DATASET EXTRACT START
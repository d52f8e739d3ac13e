use crate::models::{DbSchedule, DbScheduleBookingInfo, DbScheduleWithCount, NewSchedule};
use chrono::NaiveDate;
use eyre::Result;
use sqlx::{Pool, Postgres};
use uuid::Uuid;

pub async fn create_schedule(pool: &Pool<Postgres>, schedule: &NewSchedule) -> Result<DbSchedule> {
    let id = Uuid::new_v4();

    tracing::debug!(
        "Creating schedule: id={}, date={}, location={}, max_students={}",
        id,
        schedule.date,
        schedule.location,
        schedule.max_students
    );

    let created = sqlx::query_as::<_, DbSchedule>(
        r#"
        INSERT INTO schedules (id, date, description, location, shift_start, shift_end,
                               max_students, status, created_by, created_at, updated_at)
        VALUES ($1, $2, $3, $4, $5, $6, $7, 'pending', $8, NOW(), NOW())
        RETURNING *
        "#,
    )
    .bind(id)
    .bind(schedule.date)
    .bind(&schedule.description)
    .bind(&schedule.location)
    .bind(schedule.shift_start)
    .bind(schedule.shift_end)
    .bind(schedule.max_students)
    .bind(schedule.created_by)
    .fetch_one(pool)
    .await?;

    Ok(created)
}

pub async fn create_schedules_bulk(
    pool: &Pool<Postgres>,
    schedules: &[NewSchedule],
) -> Result<u64> {
    let mut created = 0;
    for schedule in schedules {
        create_schedule(pool, schedule).await?;
        created += 1;
    }
    Ok(created)
}

pub async fn get_schedule_by_id(pool: &Pool<Postgres>, id: Uuid) -> Result<Option<DbSchedule>> {
    let schedule = sqlx::query_as::<_, DbSchedule>(
        r#"
        SELECT *
        FROM schedules
        WHERE id = $1
        "#,
    )
    .bind(id)
    .fetch_optional(pool)
    .await?;

    Ok(schedule)
}

/// All schedules (optionally from a date onward) with their active booking
/// counts, ordered by date.
pub async fn list_schedules(
    pool: &Pool<Postgres>,
    from: Option<NaiveDate>,
) -> Result<Vec<DbScheduleWithCount>> {
    let schedules = sqlx::query_as::<_, DbScheduleWithCount>(
        r#"
        SELECT s.*,
               COUNT(ss.id) FILTER (WHERE ss.status IN ('booked', 'approved')) AS active_bookings
        FROM schedules s
        LEFT JOIN schedule_students ss ON ss.schedule_id = s.id
        WHERE ($1::date IS NULL OR s.date >= $1)
        GROUP BY s.id
        ORDER BY s.date ASC
        "#,
    )
    .bind(from)
    .fetch_all(pool)
    .await?;

    Ok(schedules)
}

pub async fn update_schedule_status(
    pool: &Pool<Postgres>,
    id: Uuid,
    status: &str,
    approver: Option<Uuid>,
) -> Result<DbSchedule> {
    tracing::debug!("Updating schedule status: id={}, status={}", id, status);

    // The approver stamp is only written on approval; other transitions
    // leave any previous stamp in place.
    let updated = sqlx::query_as::<_, DbSchedule>(
        r#"
        UPDATE schedules
        SET status = $2,
            approved_by = CASE WHEN $2 = 'approved' THEN $3 ELSE approved_by END,
            approved_at = CASE WHEN $2 = 'approved' THEN NOW() ELSE approved_at END,
            updated_at = NOW()
        WHERE id = $1
        RETURNING *
        "#,
    )
    .bind(id)
    .bind(status)
    .bind(approver)
    .fetch_one(pool)
    .await?;

    Ok(updated)
}

pub async fn delete_schedule(pool: &Pool<Postgres>, id: Uuid) -> Result<()> {
    sqlx::query(
        r#"
        DELETE FROM schedules
        WHERE id = $1
        "#,
    )
    .bind(id)
    .execute(pool)
    .await?;

    Ok(())
}

/// Capacity snapshot used by the booking fast path. Mirrors what the
/// storage-level constraint will enforce at insert time.
pub async fn get_schedule_booking_info(
    pool: &Pool<Postgres>,
    id: Uuid,
) -> Result<Option<DbScheduleBookingInfo>> {
    let info = sqlx::query_as::<_, DbScheduleBookingInfo>(
        r#"
        SELECT s.date AS schedule_date,
               s.location,
               s.max_students,
               COUNT(ss.id) FILTER (WHERE ss.status IN ('booked', 'approved')) AS current_bookings,
               COUNT(ss.id) FILTER (WHERE ss.status IN ('booked', 'approved')) >= s.max_students AS is_full
        FROM schedules s
        LEFT JOIN schedule_students ss ON ss.schedule_id = s.id
        WHERE s.id = $1
        GROUP BY s.id
        "#,
    )
    .bind(id)
    .fetch_optional(pool)
    .await?;

    Ok(info)
}
use chrono::{DateTime, Utc};
use serde::{Deserialize, Serialize};
use std::fmt;
use std::str::FromStr;
use uuid::Uuid;

#[derive(Debug, Clone, Copy, PartialEq, Eq, Serialize, Deserialize)]
#[serde(rename_all = "lowercase")]
pub enum NotificationKind {
    Info,
    Success,
    Warning,
    Error,
}

impl NotificationKind {
    pub fn as_str(&self) -> &'static str {
        match self {
            NotificationKind::Info => "info",
            NotificationKind::Success => "success",
            NotificationKind::Warning => "warning",
            NotificationKind::Error => "error",
        }
    }
}

impl fmt::Display for NotificationKind {
    fn fmt(&self, f: &mut fmt::Formatter<'_>) -> fmt::Result {
        f.write_str(self.as_str())
    }
}

impl FromStr for NotificationKind {
    type Err = String;

    fn from_str(s: &str) -> Result<Self, Self::Err> {
        match s {
            "info" => Ok(NotificationKind::Info),
            "success" => Ok(NotificationKind::Success),
            "warning" => Ok(NotificationKind::Warning),
            "error" => Ok(NotificationKind::Error),
            other => Err(format!("unknown notification kind: {other}")),
        }
    }
}

/// User-facing message produced as a side effect of booking/approval events.
/// Purely informational; delivery is at-most-once and best-effort.
#[derive(Debug, Clone, Serialize, Deserialize)]
pub struct Notification {
    pub id: Uuid,
    pub user_id: Uuid,
    pub title: String,
    pub message: String,
    #[serde(rename = "type")]
    pub kind: NotificationKind,
    pub read: bool,
    pub read_at: Option<DateTime<Utc>>,
    pub created_at: DateTime<Utc>,
}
DATASET EXTRACT END
**EXERCISE BRIEF**
Copy every record above verbatim and in full.

**EXERCISE OUTPUT**
repository d52f8e739d3ac13e
use crate::models::{DbSchedule, DbScheduleBookingInfo, DbScheduleWithCount, NewSchedule};
use chrono::NaiveDate;
use eyre::Result;
use sqlx::{Pool, Postgres};
use uuid::Uuid;

pub async fn create_schedule(pool: &Pool<Postgres>, schedule: &NewSchedule) -> Result<DbSchedule> {
    let id = Uuid::new_v4();

    tracing::debug!(
        "Creating schedule: id={}, date={}, location={}, max_students={}",
        id,
        schedule.date,
        schedule.location,
        schedule.max_students
    );

    let created = sqlx::query_as::<_, DbSchedule>(
        r#"
        INSERT INTO schedules (id, date, description, location, shift_start, shift_end,
                               max_students, status, created_by, created_at, updated_at)
        VALUES ($1, $2, $3, $4, $5, $6, $7, 'pending', $8, NOW(), NOW())
        RETURNING *
        "#,
    )
    .bind(id)
    .bind(schedule.date)
    .bind(&schedule.description)
    .bind(&schedule.location)
    .bind(schedule.shift_start)
    .bind(schedule.shift_end)
    .bind(schedule.max_students)
    .bind(schedule.created_by)
    .fetch_one(pool)
    .await?;

    Ok(created)
}

pub async fn create_schedules_bulk(
    pool: &Pool<Postgres>,
    schedules: &[NewSchedule],
) -> Result<u64> {
    let mut created = 0;
    for schedule in schedules {
        create_schedule(pool, schedule).await?;
        created += 1;
    }
    Ok(created)
}

pub async fn get_schedule_by_id(pool: &Pool<Postgres>, id: Uuid) -> Result<Option<DbSchedule>> {
    let schedule = sqlx::query_as::<_, DbSchedule>(
        r#"
        SELECT *
        FROM schedules
        WHERE id = $1
        "#,
    )
    .bind(id)
    .fetch_optional(pool)
    .await?;

    Ok(schedule)
}

/// All schedules (optionally from a date onward) with their active booking
/// counts, ordered by date.
pub async fn list_schedules(
    pool: &Pool<Postgres>,
    from: Option<NaiveDate>,
) -> Result<Vec<DbScheduleWithCount>> {
    let schedules = sqlx::query_as::<_, DbScheduleWithCount>(
        r#"
        SELECT s.*,
               COUNT(ss.id) FILTER (WHERE ss.status IN ('booked', 'approved')) AS active_bookings
        FROM schedules s
        LEFT JOIN schedule_students ss ON ss.schedule_id = s.id
        WHERE ($1::date IS NULL OR s.date >= $1)
        GROUP BY s.id
        ORDER BY s.date ASC
        "#,
    )
    .bind(from)
    .fetch_all(pool)
    .await?;

    Ok(schedules)
}

pub async fn update_schedule_status(
    pool: &Pool<Postgres>,
    id: Uuid,
    status: &str,
    approver: Option<Uuid>,
) -> Result<DbSchedule> {
    tracing::debug!("Updating schedule status: id={}, status={}", id, status);

    // The approver stamp is only written on approval; other transitions
    // leave any previous stamp in place.
    let updated = sqlx::query_as::<_, DbSchedule>(
        r#"
        UPDATE schedules
        SET status = $2,
            approved_by = CASE WHEN $2 = 'approved' THEN $3 ELSE approved_by END,
            approved_at = CASE WHEN $2 = 'approved' THEN NOW() ELSE approved_at END,
            updated_at = NOW()
        WHERE id = $1
        RETURNING *
        "#,
    )
    .bind(id)
    .bind(status)
    .bind(approver)
    .fetch_one(pool)
    .await?;

    Ok(updated)
}

pub async fn delete_schedule(pool: &Pool<Postgres>, id: Uuid) -> Result<()> {
    sqlx::query(
        r#"
        DELETE FROM schedules
        WHERE id = $1
        "#,
    )
    .bind(id)
    .execute(pool)
    .await?;

    Ok(())
}

/// Capacity snapshot used by the booking fast path. Mirrors what the
/// storage-level constraint will enforce at insert time.
pub async fn get_schedule_booking_info(
    pool: &Pool<Postgres>,
    id: Uuid,
) -> Result<Option<DbScheduleBookingInfo>> {
    let info = sqlx::query_as::<_, DbScheduleBookingInfo>(
        r#"
        SELECT s.date AS schedule_date,
               s.location,
               s.max_students,
               COUNT(ss.id) FILTER (WHERE ss.status IN ('booked', 'approved')) AS current_bookings,
               COUNT(ss.id) FILTER (WHERE ss.status IN ('booked', 'approved')) >= s.max_students AS is_full
        FROM schedules s
        LEFT JOIN schedule_students ss ON ss.schedule_id = s.id
        WHERE s.id = $1
        GROUP BY s.id
        "#,
    )
    .bind(id)
    .fetch_optional(pool)
    .await?;

    Ok(info)
}
use chrono::{DateTime, Utc};
use serde::{Deserialize, Serialize};
use std::fmt;
use std::str::FromStr;
use uuid::Uuid;

#[derive(Debug, Clone, Copy, PartialEq, Eq, Serialize, Deserialize)]
#[serde(rename_all = "lowercase")]
pub enum NotificationKind {
    Info,
    Success,
    Warning,
    Error,
}

impl NotificationKind {
    pub fn as_str(&self) -> &'static str {
        match self {
            NotificationKind::Info => "info",
            NotificationKind::Success => "success",
            NotificationKind::Warning => "warning",
            NotificationKind::Error => "error",
        }
    }
}

impl fmt::Display for NotificationKind {
    fn fmt(&self, f: &mut fmt::Formatter<'_>) -> fmt::Result {
        f.write_str(self.as_str())
    }
}

impl FromStr for NotificationKind {
    type Err = String;

    fn from_str(s: &str) -> Result<Self, Self::Err> {
        match s {
            "info" => Ok(NotificationKind::Info),
            "success" => Ok(NotificationKind::Success),
            "warning" => Ok(NotificationKind::Warning),
            "error" => Ok(NotificationKind::Error),
            other => Err(format!("unknown notification kind: {other}")),
        }
    }
}

/// User-facing message produced as a side effect of booking/approval events.
/// Purely informational; delivery is at-most-once and best-effort.
#[derive(Debug, Clone, Serialize, Deserialize)]
pub struct Notification {
    pub id: Uuid,
    pub user_id: Uuid,
    pub title: String,
    pub message: String,
    #[serde(rename = "type")]
    pub kind: NotificationKind,
    pub read: bool,
    pub read_at: Option<DateTime<Utc>>,
    pub created_at: DateTime<Utc>,
}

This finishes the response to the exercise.